第262話 影の溜まる場所。ヤガミの告白。俺が試練を掻い潜ること。

 シスイの矢が風を切る。


「燃やせ!」


 火蛇はヤガミの命に応じ、それを真っ向から焼き落した。

 怒り狂ったフレイアが猛追してくる。

 シスイはフワリと高度を上げると、カモメのように柔らかに身を傾けて距離を取った。すぐに姿が小さくなる。今度は何を企んでいる?


 再び、白竜の咆哮が大地を駆け巡った。

 獣たちが一斉に奮起し、遠吠えを返す。

 アオイ山の麓にとぐろを巻く忌々しい大蛇は、自らの周囲にダイヤモンドに似た宝石を浮かばせていた。


 陽光がダイヤをギラリときらめかせる。

 瞬間、俺達の上空で巨大な白い花火が炸裂した。

 雨となって降り注ぐ光に、俺は絶叫した。

 マグネシウムじみた閃光が脳と目をズタズタに焼く。
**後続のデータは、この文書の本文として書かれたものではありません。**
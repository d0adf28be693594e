// src/jobs/sign_index.rs

//! Sign the index of a symlink repo
//!
//! The unsigned index is fetched from the WIP repo, where
//! `repo::symlink` put it, and comes back through the sign-index callback.

use super::{JobIdentity, shell_quote};
use crate::api::Endpoint;
use crate::backend::{BackendKind, Task};
use crate::error::Result;
use crate::farm::BuildFarm;
use crate::repo::{RepoKind, index};
use rusqlite::Connection;

pub fn run(
    farm: &BuildFarm,
    conn: &Connection,
    arch: &str,
    branch: &str,
    splitrepo: Option<&str>,
) -> Result<i64> {
    let config = farm.config();
    let unsigned = match config.jobs.service {
        BackendKind::Local => farm
            .layout()
            .path(RepoKind::Wip, Some(arch), branch, splitrepo)
            .join(index::SYMLINK_INDEX_NAME)
            .display()
            .to_string(),
        BackendKind::Remote => format!(
            "{}/{}/{}",
            super::repo_url(farm, RepoKind::Wip, branch, splitrepo),
            arch,
            index::SYMLINK_INDEX_NAME
        ),
    };

    let fetch = match config.jobs.service {
        BackendKind::Local => format!("cp {} {}", shell_quote(&unsigned), index::INDEX_NAME),
        BackendKind::Remote => format!("wget {} -O {}", shell_quote(&unsigned), index::INDEX_NAME),
    };

    let mut headers = vec![("Arch", shell_quote(arch)), ("Branch", shell_quote(branch))];
    if let Some(splitrepo) = splitrepo {
        headers.push(("Splitrepo", shell_quote(splitrepo)));
    }

    let tasks = vec![
        Task::new("download_unsigned_index", fetch),
        Task::new(
            "sign",
            format!(
                r#"
            abuild-sign -k "{}" {}
            "#,
                config.signing.final_key,
                index::INDEX_NAME
            ),
        ),
        super::callback_task(farm, Endpoint::SignIndex, &headers, index::INDEX_NAME),
    ];

    let note = format!(
        "Sign index: `{}/{}{}`",
        branch,
        arch,
        splitrepo.map(|s| format!("/{s}")).unwrap_or_default()
    );
    let identity = JobIdentity {
        arch: Some(arch.to_string()),
        splitrepo: splitrepo.map(str::to_string),
        ..JobIdentity::new(branch)
    };
    super::run(farm, conn, "sign_index", &note, tasks, &identity)
}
エメラルド色の俺の鱗はみるみる爛れて、見る影もないヘドロへと変わっていった。


 矢の予感が通り過ぎる。

 一拍遅れて、本当に矢が俺とヤガミの間を掠めてすり抜けていった。


 わざとか?

 何の意味がある?

 ともかくも、俺は正気をわずか取り戻した。


「火蛇! 結界だ!」


 ヤガミの合図を待たずして、火蛇が輪になって俺の周りを高速回転し始める。

 橙色の美しいリングは、続いて放たれた矢も花火もまとめて業火の内に葬った。


 火蛇の一匹が、ヤガミの剣の刃を取り巻いて赤く炎をくゆらせる。つぶらな瞳が時々、見慣れぬ主をチラリと盗み見ている。火蛇を操るのは容易なことではない。これは火蛇が、あくまで己の意志でやっているのだろう。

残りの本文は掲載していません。